Arquivo do mês: janeiro 2014

O cachorrinho faminto

O cachorrinho, já mal nutrido e magrinho, devorava um pedaço de pão velho como se fosse sua última ceia. Coisa de sorte, pois sendo menor e mais fraco que os outros cães por perto, só conseguiu se dar bem porque o cachorrão que detinha os direitos de comer tudo primeiro havia se distraído com o cheiro do traseiro do cão ao lado. Aqueles segundos sagrados de lambeção de bunda foram uma benção pra ele, assim, pelo menos mais uns dois dias de miséria já estavam garantidos.

Pronto, o dia estava feito, hora de sair correndo a festejar de satisfação e contentamento. Junto com seus amiguinhos, passou o resto da tarde entre brincadeiras, caminhadas longas e sonecas. Desorientado e sem perspectiva de dias melhores, e apesar de ser um dos últimos na escala social canina, mantinha-se sempre na sombra dos mais fortes e capazes, os mesmos que os sacaniavam, e não fazia nada consigo mesmo para mudar sua condição. Ele não sabia de outra coisa, a não ser seguir, esperar, sofrer e contentar-se com migalhas; foi assim, toda sua vida, era o que conhecia.

Um belo dia, depois de saborear restos de comida encontrados no lixo de um evento beneficente para cachorrinhos famintos, foi pego de surpresa pela carrocinha. O coitadinho era tão vassalo que nem contestar contestou. O homem da justiça o levou no bico, deixando-o sem saída num canto de parede e daí, foi só amarrar a cordinha no seu pescoço e apontar o destino. Ele estava, agora, marcado pra morrer.

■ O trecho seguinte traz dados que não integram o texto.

//! Shared HTTP response helpers.
//!
//! Centralizes status-code checks (404 as "not found", 429 rate limiting with
//! `Retry-After` parsing, non-success → [`ClientError::Api`]) so request
//! modules stay focused on building requests and mapping bodies.

use reqwest::StatusCode;

use crate::error::ClientError;

/// Check an HTTP response for common error conditions.
///
/// Returns `Ok(None)` for **404 Not Found** and the response unchanged on
/// success. Otherwise:
/// - **429 Too Many Requests** → [`ClientError::RateLimited`] (falls back to
///   60 s if `Retry-After` is absent or unparseable).
/// - **Non-success status** → [`ClientError::Api`] with status code and body.
pub async fn check_response(
    resp: reqwest::Response,
) -> Result<Option<reqwest::Response>, ClientError> {
    let status = resp.status();
    if status == StatusCode::NOT_FOUND {
        return Ok(None);
    }
    if status == StatusCode::TOO_MANY_REQUESTS {
        return Err(ClientError::RateLimited {
            retry_after_secs: parse_retry_after(&resp),
        });
    }
    if !status.is_success() {
        return Err(ClientError::Api {
            status: status.as_u16(),
            message: resp.text().await.unwrap_or_default(),
        });
    }
    Ok(Some(resp))
}

/// Parse the `Retry-After` header as seconds, falling back to 60 s.
fn parse_retry_after(resp: &reqwest::Response) -> u64 {
    resp.headers()
        .get(reqwest::header::RETRY_AFTER)
        .and_then(|v| v.to_str().ok())
        .and_then(|v| v.parse::<u64>().ok())
        .unwrap_or(60)
}

#[cfg(test)]
mod tests {
    use super::*;

    fn mock_response(status: u16, body: &'static str) -> reqwest::Response {
        reqwest::Response::from(
            ::http::Response::builder()
                .status(status)
                .body(body)
                .unwrap(),
        )
    }

    fn mock_response_with_retry_after(value: &str) -> reqwest::Response {
        reqwest::Response::from(
            ::http::Response::builder()
                .status(429)
                .header("Retry-After", value)
                .body("")
                .unwrap(),
        )
    }

    #[test]
    fn parse_retry_after_from_header() {
        assert_eq!(parse_retry_after(&mock_response_with_retry_after("120")), 120);
    }

    #[test]
    fn parse_retry_after_non_numeric() {
        assert_eq!(
            parse_retry_after(&mock_response_with_retry_after("soon")),
            60
        );
    }

    #[tokio::test]
    async fn not_found_is_not_an_error() {
        let checked = check_response(mock_response(404, "")).await.unwrap();
        assert!(checked.is_none());
    }

    #[tokio::test]
    async fn rate_limited_default() {
        let err = check_response(mock_response(429, "")).await.unwrap_err();
        assert!(matches!(
            err,
            ClientError::RateLimited {
                retry_after_secs: 60
            }
        ));
    }

    #[tokio::test]
    async fn server_error_keeps_body() {
        let err = check_response(mock_response(500, "boom"))
            .await
            .unwrap_err();
        assert!(matches!(
            err,
            ClientError::Api { status: 500, ref message } if message == "boom"
        ));
    }

    #[tokio::test]
    async fn success_passes_through() {
        let checked = check_response(mock_response(200, "1")).await.unwrap();
        assert_eq!(checked.unwrap().text().await.unwrap(), "1");
    }
}
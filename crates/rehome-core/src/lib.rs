//! # rehome-core
//!
//! Core types and error types for rehome.
//!
//! This crate provides the types shared across all rehome crates:
//! - Identifier newtypes and the user's [`entities::Selection`]
//! - The transient [`record::SchoolRecord`] that is fetched, edited, and sent back
//! - Migration outcomes and CLI response types
//! - The [`sink::MessageSink`] output seam
//! - Cross-cutting error types

pub mod entities;
pub mod errors;
pub mod outcome;
pub mod record;
pub mod responses;
pub mod sink;
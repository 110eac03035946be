use clap::Parser;

mod bootstrap;
mod cli;
mod commands;
mod output;

#[tokio::main]
async fn main() {
    if let Err(error) = run().await {
        eprintln!("rehome error: {error:#}");
        std::process::exit(1);
    }
}

async fn run() -> anyhow::Result<()> {
    let cli = cli::Cli::parse();
    init_tracing(cli.quiet, cli.verbose)?;

    let flags = cli.global_flags();
    let config = bootstrap::load_config(&flags)?;

    commands::dispatch::dispatch(cli.command, &config, &flags).await
}

fn init_tracing(quiet: bool, verbose: bool) -> anyhow::Result<()> {
    let level = if quiet {
        "error"
    } else if verbose {
        "debug"
    } else {
        "warn"
    };

    let filter = tracing_subscriber::EnvFilter::try_from_env("REHOME_LOG")
        .unwrap_or_else(|_| tracing_subscriber::EnvFilter::new(level));

    tracing_subscriber::fmt()
        .with_env_filter(filter)
        .with_writer(std::io::stderr)
        .try_init()
        .map_err(|error| anyhow::anyhow!("failed to initialize tracing subscriber: {error}"))?;

    Ok(())
}
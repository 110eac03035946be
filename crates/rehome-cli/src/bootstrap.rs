use anyhow::Context;
use rehome_config::RehomeConfig;

use crate::cli::GlobalFlags;

/// Load layered config, then apply command-line overrides on top.
pub fn load_config(flags: &GlobalFlags) -> anyhow::Result<RehomeConfig> {
    let mut config = RehomeConfig::load_with_dotenv().context("failed to load configuration")?;
    apply_overrides(&mut config, flags)?;
    tracing::debug!(
        base_url = config.server.base_url(),
        payload = ?config.server.payload,
        in_flight = ?config.general.in_flight,
        "configuration loaded"
    );
    Ok(config)
}

fn apply_overrides(config: &mut RehomeConfig, flags: &GlobalFlags) -> anyhow::Result<()> {
    if let Some(base_url) = &flags.base_url {
        tracing::debug!(base_url = %base_url, "overriding server.base_url from --base-url");
        config.server.base_url.clone_from(base_url);
        config
            .server
            .validate()
            .context("invalid --base-url")?;
    }
    Ok(())
}
//! JSON Schema for the configuration file.

use super::NetlockConfig;

/// Generates a JSON Schema for the configuration.
#[must_use]
pub fn generate_schema() -> schemars::Schema {
    let mut schema = schemars::schema_for!(NetlockConfig);

    if let Some(obj) = schema.as_object_mut() {
        obj.insert("$id".to_string(), serde_json::json!("netlock.schema.json"));
    }

    schema
}

/// Generates a pretty-printed JSON Schema string.
#[must_use]
pub fn generate_schema_json() -> String {
    serde_json::to_string_pretty(&generate_schema()).unwrap_or_default()
}

#[cfg(test)]
mod tests {
    use super::*;

    #[test]
    fn test_generate_schema_produces_valid_json() {
        let parsed: serde_json::Value = serde_json::from_str(&generate_schema_json()).unwrap();

        assert_eq!(parsed["$id"], "netlock.schema.json");
        assert_eq!(parsed["title"], "NetlockConfig");
        for section in ["title", "canvas", "schedule", "source", "installer"] {
            assert!(parsed["properties"][section].is_object(), "missing {section}");
        }
    }
}
//! Command-line interface.
//!
//! With no command, netlock runs the update service in the foreground.

mod commands;
mod output;

use clap::Parser;
pub use commands::{Cli, Commands};

use crate::error::NetlockError;

/// Runs the CLI.
///
/// Parses command-line arguments and executes the appropriate command.
///
/// # Errors
///
/// Returns an error if the command execution fails.
pub fn run() -> Result<(), NetlockError> {
    let cli = Cli::parse();
    cli.execute()
}
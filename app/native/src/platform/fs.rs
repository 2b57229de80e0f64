//! Atomic file replacement.
//!
//! Files are written to a temporary file in the destination directory and
//! renamed over the target, so a reader sees either the old or the new
//! content and never a partial write.

use std::fs;
use std::io::{self, Write};
use std::path::Path;

use tempfile::NamedTempFile;

/// Returns the directory that will hold `path`, creating it if needed.
fn prepare_parent(path: &Path) -> io::Result<&Path> {
    let parent = match path.parent() {
        Some(dir) if !dir.as_os_str().is_empty() => dir,
        _ => Path::new("."),
    };
    fs::create_dir_all(parent)?;
    Ok(parent)
}

/// Atomically replaces `path` with `bytes`.
///
/// # Errors
///
/// Returns an error if the parent directory cannot be created, or the
/// temporary file cannot be written, synced, or renamed into place.
pub fn write_atomic(path: &Path, bytes: &[u8]) -> io::Result<()> {
    let parent = prepare_parent(path)?;

    let mut staged = NamedTempFile::new_in(parent)?;
    staged.write_all(bytes)?;
    staged.as_file().sync_all()?;
    staged.persist(path).map_err(|err| err.error)?;

    tracing::trace!(path = %path.display(), bytes = bytes.len(), "file replaced");
    Ok(())
}

/// Atomically replaces `target` with a copy of `source`.
///
/// # Errors
///
/// Returns an error if `source` cannot be read or `target` cannot be replaced.
pub fn copy_atomic(source: &Path, target: &Path) -> io::Result<()> {
    let parent = prepare_parent(target)?;

    let mut staged = NamedTempFile::new_in(parent)?;
    let mut reader = fs::File::open(source)?;
    io::copy(&mut reader, staged.as_file_mut())?;
    staged.as_file().sync_all()?;
    staged.persist(target).map_err(|err| err.error)?;

    tracing::trace!(
        source = %source.display(),
        target = %target.display(),
        "file copied"
    );
    Ok(())
}
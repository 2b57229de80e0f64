//! Network information from a system command.

use std::process::{Command, Stdio};

use super::{NetworkInfoProvider, ProviderError};

/// Runs a command and returns its standard output.
#[derive(Debug, Clone, PartialEq, Eq)]
pub struct CommandProvider {
    program: String,
    args: Vec<String>,
}

impl CommandProvider {
    #[must_use]
    pub fn new(program: impl Into<String>, args: impl IntoIterator<Item = impl Into<String>>) -> Self {
        Self {
            program: program.into(),
            args: args.into_iter().map(Into::into).collect(),
        }
    }

    /// Builds a provider from `[program, args...]`.
    ///
    /// Returns `None` for an empty command line.
    #[must_use]
    pub fn from_command_line(command: &[String]) -> Option<Self> {
        let (program, args) = command.split_first()?;
        if program.trim().is_empty() {
            return None;
        }
        Some(Self::new(program.clone(), args.iter().cloned()))
    }

    /// The platform's usual "show my IP configuration" command.
    #[must_use]
    pub fn platform_default() -> Self {
        if cfg!(target_os = "windows") {
            Self::new("ipconfig", ["/all"])
        } else if cfg!(target_os = "macos") {
            Self::new("ifconfig", Vec::<String>::new())
        } else {
            Self::new("ip", ["addr"])
        }
    }

    #[must_use]
    pub fn program(&self) -> &str { &self.program }

    #[must_use]
    pub fn args(&self) -> &[String] { &self.args }
}

impl NetworkInfoProvider for CommandProvider {
    fn gather(&self) -> Result<String, ProviderError> {
        let output = Command::new(&self.program)
            .args(&self.args)
            .stdin(Stdio::null())
            .output()
            .map_err(|source| ProviderError::Spawn {
                program: self.program.clone(),
                source,
            })?;

        let stdout = String::from_utf8_lossy(&output.stdout).into_owned();

        // Some tools exit non-zero on partial failures but still print usable output.
        if !output.status.success() && stdout.trim().is_empty() {
            return Err(ProviderError::CommandFailed {
                program: self.program.clone(),
                status: output.status.to_string(),
                stderr: String::from_utf8_lossy(&output.stderr).trim().to_string(),
            });
        }

        tracing::debug!(program = %self.program, bytes = stdout.len(), "command output collected");
        Ok(stdout)
    }
}

#[cfg(test)]
mod tests {
    use super::*;

    #[test]
    fn test_from_command_line() {
        let command = vec!["ipconfig".to_string(), "/all".to_string()];
        let provider = CommandProvider::from_command_line(&command).unwrap();
        assert_eq!(provider.program(), "ipconfig");
        assert_eq!(provider.args(), ["/all".to_string()]);
    }

    #[test]
    fn test_from_empty_command_line() {
        assert!(CommandProvider::from_command_line(&[]).is_none());
        assert!(CommandProvider::from_command_line(&[" ".to_string()]).is_none());
    }

    #[test]
    fn test_platform_default_is_not_empty() {
        assert!(!CommandProvider::platform_default().program().is_empty());
    }

    #[test]
    fn test_missing_program_reports_spawn_error() {
        let provider = CommandProvider::new("netlock-definitely-missing-binary", ["--flag"]);
        let err = provider.gather().unwrap_err();
        assert!(matches!(err, ProviderError::Spawn { .. }));
        assert!(err.to_string().contains("netlock-definitely-missing-binary"));
    }

    #[cfg(unix)]
    #[test]
    fn test_command_output_is_returned() {
        let provider = CommandProvider::new("echo", ["Adapter: Eth0"]);
        assert_eq!(provider.gather().unwrap(), "Adapter: Eth0\n");
    }

    #[cfg(unix)]
    #[test]
    fn test_failing_command_without_output() {
        let provider = CommandProvider::new("false", Vec::<String>::new());
        assert!(matches!(provider.gather(), Err(ProviderError::CommandFailed { .. })));
    }
}
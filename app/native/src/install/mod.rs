//! Making a rendered image the active system background.
//!
//! Installers receive the path of a fully written staged image and copy it to
//! its final location atomically, so readers of the installed file never see a
//! partial image.

mod desktop;
mod lockscreen;
#[cfg(windows)]
mod policy;

use std::path::{Path, PathBuf};

pub use desktop::DesktopInstaller;
pub use lockscreen::LockScreenInstaller;
use thiserror::Error;

/// Errors that can occur while installing a background image.
#[derive(Debug, Error)]
pub enum InstallError {
    /// The staged image does not exist.
    #[error("Staged image not found: {}", .0.display())]
    MissingImage(PathBuf),
    /// Copying the image into place failed.
    #[error("Failed to install image to {}: {source}", target.display())]
    Copy {
        target: PathBuf,
        #[source]
        source: std::io::Error,
    },
    /// Writing the lock screen policy failed.
    #[error("Failed to apply lock screen policy: {0}")]
    Policy(#[source] std::io::Error),
    /// The desktop wallpaper could not be changed.
    #[error("Failed to set desktop wallpaper: {0}")]
    Wallpaper(String),
}

/// Installs a staged image as a system background.
pub trait BackgroundInstaller: Send + Sync {
    /// Installs the image at `image` and returns the path of the installed copy.
    ///
    /// # Errors
    ///
    /// Returns an error if the image cannot be installed. The caller treats
    /// this as a failed cycle.
    fn install(&self, image: &Path) -> Result<PathBuf, InstallError>;
}

/// Copies `image` to `target` through a temporary file in the target directory.
fn install_copy(image: &Path, target: &Path) -> Result<(), InstallError> {
    if !image.is_file() {
        return Err(InstallError::MissingImage(image.to_path_buf()));
    }

    crate::platform::copy_atomic(image, target).map_err(|source| InstallError::Copy {
        target: target.to_path_buf(),
        source,
    })
}

#[cfg(test)]
mod tests {
    use super::*;

    #[test]
    fn test_install_copy_rejects_missing_image() {
        let dir = tempfile::tempdir().unwrap();
        let missing = dir.path().join("missing.png");
        let err = install_copy(&missing, &dir.path().join("out.png")).unwrap_err();
        assert!(matches!(err, InstallError::MissingImage(_)));
        assert!(err.to_string().contains("missing.png"));
    }

    #[test]
    fn test_install_copy_creates_target() {
        let dir = tempfile::tempdir().unwrap();
        let image = dir.path().join("staged.png");
        std::fs::write(&image, b"png").unwrap();

        let target = dir.path().join("nested").join("installed.png");
        install_copy(&image, &target).unwrap();
        assert_eq!(std::fs::read(&target).unwrap(), b"png");
    }

    #[test]
    fn test_copy_error_display() {
        let err = InstallError::Copy {
            target: PathBuf::from("/locked/background.png"),
            source: std::io::Error::new(std::io::ErrorKind::PermissionDenied, "access denied"),
        };
        let msg = err.to_string();
        assert!(msg.contains("/locked/background.png"));
        assert!(msg.contains("access denied"));
    }
}
//! Draw targets over an in-memory RGBA image.
//!
//! `embedded-graphics` draws opaque colors; [`BlendSurface`] blends every pixel
//! it receives over the existing image at a fixed opacity, which is how the
//! translucent accents and text shadows are produced. Pixels outside the image
//! are clipped.

use std::convert::Infallible;

use embedded_graphics::Pixel;
use embedded_graphics::draw_target::DrawTarget;
use embedded_graphics::geometry::{OriginDimensions, Point, Size};
use embedded_graphics::pixelcolor::Rgb888;
use embedded_graphics::prelude::RgbColor;
use image::{Rgba, RgbaImage};

/// Fully opaque alpha.
pub const OPAQUE: u8 = u8::MAX;

/// Blends drawn pixels into an [`RgbaImage`] at a fixed opacity.
pub struct BlendSurface<'a> {
    image: &'a mut RgbaImage,
    opacity: u8,
}

impl<'a> BlendSurface<'a> {
    /// Wraps `image`, blending every drawn pixel at `opacity` (0-255).
    pub const fn new(image: &'a mut RgbaImage, opacity: u8) -> Self { Self { image, opacity } }

    /// Wraps `image` for opaque drawing.
    pub const fn opaque(image: &'a mut RgbaImage) -> Self { Self::new(image, OPAQUE) }

    #[allow(clippy::cast_sign_loss)]
    fn blend(&mut self, point: Point, color: Rgb888) {
        if point.x < 0 || point.y < 0 {
            return;
        }
        let Some(pixel) = self.image.get_pixel_mut_checked(point.x as u32, point.y as u32) else {
            return;
        };
        *pixel = blend_over(*pixel, color, self.opacity);
    }
}

impl OriginDimensions for BlendSurface<'_> {
    fn size(&self) -> Size { Size::new(self.image.width(), self.image.height()) }
}

impl DrawTarget for BlendSurface<'_> {
    type Color = Rgb888;
    type Error = Infallible;

    fn draw_iter<I>(&mut self, pixels: I) -> Result<(), Self::Error>
    where I: IntoIterator<Item = Pixel<Self::Color>> {
        for Pixel(point, color) in pixels {
            self.blend(point, color);
        }
        Ok(())
    }
}

/// Magnifies everything drawn into it by an integer factor around `origin`.
///
/// Used to draw the title larger than the bitmap font's native size.
pub struct ScaledSurface<'a, D> {
    inner: &'a mut D,
    origin: Point,
    scale: u32,
}

impl<'a, D> ScaledSurface<'a, D> {
    /// Wraps `inner`. A point `p` drawn here covers a `scale`×`scale` block at
    /// `origin + (p - origin) * scale` in the inner target.
    pub fn new(inner: &'a mut D, origin: Point, scale: u32) -> Self {
        Self { inner, origin, scale: scale.max(1) }
    }
}

impl<D: OriginDimensions> OriginDimensions for ScaledSurface<'_, D> {
    fn size(&self) -> Size { self.inner.size() }
}

impl<D> DrawTarget for ScaledSurface<'_, D>
where D: DrawTarget + OriginDimensions
{
    type Color = D::Color;
    type Error = D::Error;

    #[allow(clippy::cast_possible_wrap)]
    fn draw_iter<I>(&mut self, pixels: I) -> Result<(), Self::Error>
    where I: IntoIterator<Item = Pixel<Self::Color>> {
        let scale = self.scale as i32;
        let origin = self.origin;
        let expanded = pixels.into_iter().flat_map(move |Pixel(point, color)| {
            let base = origin + (point - origin) * scale;
            (0..scale).flat_map(move |dy| {
                (0..scale).map(move |dx| Pixel(base + Point::new(dx, dy), color))
            })
        });
        self.inner.draw_iter(expanded)
    }
}

/// Source-over blend of `color` at `opacity` onto `dst`.
#[must_use]
#[allow(clippy::cast_possible_truncation)]
pub fn blend_over(dst: Rgba<u8>, color: Rgb888, opacity: u8) -> Rgba<u8> {
    if opacity == OPAQUE {
        return Rgba([color.r(), color.g(), color.b(), OPAQUE]);
    }

    let alpha = u32::from(opacity);
    let mix = |src: u8, dst: u8| -> u8 {
        ((u32::from(src) * alpha + u32::from(dst) * (255 - alpha) + 127) / 255) as u8
    };
    let out_alpha = alpha + u32::from(dst[3]) * (255 - alpha) / 255;

    Rgba([
        mix(color.r(), dst[0]),
        mix(color.g(), dst[1]),
        mix(color.b(), dst[2]),
        out_alpha.min(255) as u8,
    ])
}

#[cfg(test)]
mod tests {
    use embedded_graphics::prelude::*;
    use embedded_graphics::primitives::{PrimitiveStyle, Rectangle};

    use super::*;

    #[test]
    fn test_opaque_blend_replaces_pixel() {
        let out = blend_over(Rgba([10, 20, 30, 255]), Rgb888::new(200, 100, 50), OPAQUE);
        assert_eq!(out, Rgba([200, 100, 50, 255]));
    }

    #[test]
    fn test_transparent_blend_keeps_pixel() {
        let out = blend_over(Rgba([10, 20, 30, 255]), Rgb888::WHITE, 0);
        assert_eq!(out, Rgba([10, 20, 30, 255]));
    }

    #[test]
    fn test_half_blend_mixes_channels() {
        let out = blend_over(Rgba([0, 0, 0, 255]), Rgb888::WHITE, 128);
        assert_eq!(out[0], 128);
        assert_eq!(out[3], 255);
    }

    #[test]
    fn test_out_of_bounds_pixels_are_clipped() {
        let mut image = RgbaImage::from_pixel(4, 4, Rgba([0, 0, 0, 255]));
        let mut surface = BlendSurface::opaque(&mut image);
        Rectangle::new(Point::new(-2, -2), Size::new(4, 4))
            .into_styled(PrimitiveStyle::with_fill(Rgb888::WHITE))
            .draw(&mut surface)
            .unwrap();

        assert_eq!(*image.get_pixel(0, 0), Rgba([255, 255, 255, 255]));
        assert_eq!(*image.get_pixel(1, 1), Rgba([255, 255, 255, 255]));
        assert_eq!(*image.get_pixel(2, 2), Rgba([0, 0, 0, 255]));
    }

    #[test]
    fn test_scaled_surface_magnifies_pixels() {
        let mut image = RgbaImage::from_pixel(8, 8, Rgba([0, 0, 0, 255]));
        let mut surface = BlendSurface::opaque(&mut image);
        let mut scaled = ScaledSurface::new(&mut surface, Point::new(2, 2), 2);
        Pixel(Point::new(3, 2), Rgb888::WHITE).draw(&mut scaled).unwrap();

        // (3, 2) is one pixel right of the origin, so it lands at x = 4..6, y = 2..4.
        for (x, y) in [(4, 2), (5, 2), (4, 3), (5, 3)] {
            assert_eq!(*image.get_pixel(x, y), Rgba([255, 255, 255, 255]));
        }
        assert_eq!(*image.get_pixel(3, 2), Rgba([0, 0, 0, 255]));
        assert_eq!(*image.get_pixel(6, 2), Rgba([0, 0, 0, 255]));
    }
}
//! Error types for netlock.
//!
//! Each module has its own error enum; this one collects them for the CLI.

use thiserror::Error;

use crate::config::ConfigError;
use crate::install::InstallError;
use crate::render::RenderError;
use crate::scheduler::CycleError;

/// Errors that can occur during application execution.
#[derive(Debug, Error)]
pub enum NetlockError {
    /// Invalid command arguments.
    #[error("{0}")]
    InvalidArguments(String),
    /// Configuration error.
    #[error("Configuration error: {0}")]
    ConfigError(#[from] ConfigError),
    /// Rendering failed.
    #[error("Render error: {0}")]
    RenderError(#[from] RenderError),
    /// Installing the background failed.
    #[error("Install error: {0}")]
    InstallError(#[from] InstallError),
    /// IO error.
    #[error("IO error: {0}")]
    IoError(#[from] std::io::Error),
    /// The async runtime could not be started.
    #[error("Runtime error: {0}")]
    RuntimeError(String),
}

impl From<CycleError> for NetlockError {
    fn from(err: CycleError) -> Self {
        match err {
            CycleError::Render(err) => Self::RenderError(err),
            CycleError::Install(err) => Self::InstallError(err),
            CycleError::Aborted(msg) => Self::RuntimeError(msg),
        }
    }
}

impl From<String> for NetlockError {
    fn from(msg: String) -> Self { Self::InvalidArguments(msg) }
}

impl From<&str> for NetlockError {
    fn from(msg: &str) -> Self { Self::InvalidArguments(msg.to_string()) }
}

#[cfg(test)]
mod tests {
    use super::*;

    #[test]
    fn test_invalid_arguments_display() {
        let err = NetlockError::InvalidArguments("--interval must be positive".to_string());
        assert_eq!(err.to_string(), "--interval must be positive");
    }

    #[test]
    fn test_config_error_display() {
        let err: NetlockError = ConfigError::Invalid("Invalid hex color: white".to_string()).into();
        let msg = err.to_string();
        assert!(msg.contains("Configuration error"));
        assert!(msg.contains("white"));
    }

    #[test]
    fn test_render_error_from_conversion() {
        let err: NetlockError = RenderError::InvalidCanvas("width is zero".to_string()).into();
        assert!(matches!(err, NetlockError::RenderError(_)));
        assert!(err.to_string().contains("width is zero"));
    }

    #[test]
    fn test_io_error_from_conversion() {
        let io_err = std::io::Error::new(std::io::ErrorKind::PermissionDenied, "permission denied");
        let err: NetlockError = io_err.into();
        assert!(matches!(err, NetlockError::IoError(_)));
        assert!(err.to_string().contains("IO error"));
    }

    #[test]
    fn test_cycle_error_keeps_install_cause() {
        let cycle = CycleError::Install(InstallError::Wallpaper("no desktop session".to_string()));
        let err: NetlockError = cycle.into();
        assert!(matches!(err, NetlockError::InstallError(_)));
        assert!(err.to_string().contains("no desktop session"));
    }

    #[test]
    fn test_from_string() {
        let err: NetlockError = "test error".into();
        assert!(matches!(err, NetlockError::InvalidArguments(_)));
    }
}
//! Config CLI commands.

use std::path::{Path, PathBuf};

use clap::Subcommand;

use crate::cli::output::print_highlighted_json;
use crate::config::template::{create_config_file, generate_config_template};
use crate::config::{self, config_paths};
use crate::error::NetlockError;

/// Config management commands.
#[derive(Subcommand, Debug)]
#[command(next_display_order = None)]
pub enum ConfigCommands {
    /// Initialize a new configuration file with all options documented.
    ///
    /// All options are commented out and show their defaults.
    #[command(
        name = "init",
        after_long_help = r#"Examples:
  netlock config init              # Create config at default location
  netlock config init --force      # Overwrite existing config
  netlock config init --path ./netlock.jsonc
  netlock config init --stdout     # Print template to stdout"#
    )]
    Init {
        /// Overwrite existing configuration file if it exists.
        #[arg(long, short)]
        force: bool,

        /// Custom path for the configuration file.
        #[arg(long, short, value_name = "PATH")]
        path: Option<PathBuf>,

        /// Print the configuration template to stdout instead of writing to a file.
        #[arg(long)]
        stdout: bool,
    },

    /// Print the effective configuration as JSON.
    Show,

    /// Show the configuration file search paths and which one is in use.
    Path,
}

/// Execute config subcommands.
///
/// # Errors
///
/// Returns an error if the command execution fails.
pub fn execute(cmd: &ConfigCommands) -> Result<(), NetlockError> {
    match cmd {
        ConfigCommands::Init { stdout: true, .. } => {
            println!("{}", generate_config_template());
            Ok(())
        }
        ConfigCommands::Init { force, path, .. } => {
            let path = path.clone().or_else(|| config_paths().into_iter().next());
            let path = path.unwrap_or_else(|| PathBuf::from("config.jsonc"));
            init_config(&path, *force)?;

            println!("Configuration file created at: {}", path.display());
            println!("\nAll options are commented out by default.");
            println!("Edit the file and uncomment the options you want to configure.");
            Ok(())
        }
        ConfigCommands::Show => {
            let value = serde_json::to_value(config::get_config())
                .map_err(|err| NetlockError::InvalidArguments(err.to_string()))?;
            print_highlighted_json(&value);
            Ok(())
        }
        ConfigCommands::Path => {
            show_config_path();
            Ok(())
        }
    }
}

/// Writes the template to `path`, refusing to overwrite unless `force` is set.
fn init_config(path: &Path, force: bool) -> Result<(), NetlockError> {
    if path.exists() && !force {
        return Err(NetlockError::InvalidArguments(format!(
            "Configuration file already exists at: {}\nUse --force to overwrite.",
            path.display()
        )));
    }

    create_config_file(path).map_err(|err| {
        NetlockError::InvalidArguments(format!(
            "Failed to create config file {}: {err}",
            path.display()
        ))
    })
}

fn show_config_path() {
    println!("Configuration file search paths (in priority order):\n");

    let mut found_config = false;
    for (i, path) in config_paths().iter().enumerate() {
        let marker = match (path.exists(), found_config) {
            (true, false) => {
                found_config = true;
                " (active)"
            }
            (true, true) => " (exists)",
            (false, _) => "",
        };
        println!("  {}. {}{}", i + 1, path.display(), marker);
    }

    if !found_config {
        println!("\nNo configuration file found, defaults are in use.");
        println!("Run 'netlock config init' to create one.");
    }
}

#[cfg(test)]
mod tests {
    use super::*;

    #[test]
    fn test_init_config_creates_file() {
        let dir = tempfile::tempdir().unwrap();
        let path = dir.path().join("netlock").join("config.jsonc");

        init_config(&path, false).unwrap();
        assert!(path.exists());
    }

    #[test]
    fn test_init_config_refuses_to_overwrite() {
        let dir = tempfile::tempdir().unwrap();
        let path = dir.path().join("config.jsonc");
        std::fs::write(&path, "{ \"title\": \"mine\" }").unwrap();

        let err = init_config(&path, false).unwrap_err();
        assert!(err.to_string().contains("--force"));
        assert!(std::fs::read_to_string(&path).unwrap().contains("mine"));

        init_config(&path, true).unwrap();
        assert!(!std::fs::read_to_string(&path).unwrap().contains("mine"));
    }
}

Os dias seguiram-se vagarosamente, enjaulados. O cachorro passou a acordar todas as manhãs com o perfume do leite, pão com manteiga e mais uma boia gostosa que ele não conseguia identificar, mas que mandava ver sem dó. Nem pressa era preciso, não havia mais a necessidade de comer correndo, brigar pelo rango, tudo aparecia do nada e sem lamentos. Mais tarde, uma ração deliciosa o deixava ainda mais preguiçoso. O esforço, então, resumia-se em esperar a noitinha chegar e poder comer novamente. E dessa forma, cresceu, ficou forte e já não queria sair dali, temia perder aquela boca e acabar tendo de se virar sozinho, apesar da jaula. Quando o punham com os outros cachorros, o cãozinho fazia questão de deixar bem claro a todos que o negócio era ficar quieto pra manter as coisas como estavam, portanto, comportava-se de maneira submissa; gostava do que tinha, e não tinha outro jeito.

Mas a situação mudou numa dessas manhãs abençoadas, ao invés de darem término à sua vida, o puseram em um abrigo porque ele era muito bonitinho e porque as ONGs de proteção animal conseguiram seu fado na justiça. A mamata continuou, e enquanto esperava sem saber por um caridoso qualquer que o levaria para um lar, encontrou-se em um ambiente melhor ainda que o anterior. Além de toda a regalia, ele ganhava amor e atenção. Nestas alturas, era possível observar que ele já fazia tudo que o mandavam sem bronca nem dificuldades, mais ou menos como antes, mas desta vez por motivos justos, afinal de contas, era tudo por amor.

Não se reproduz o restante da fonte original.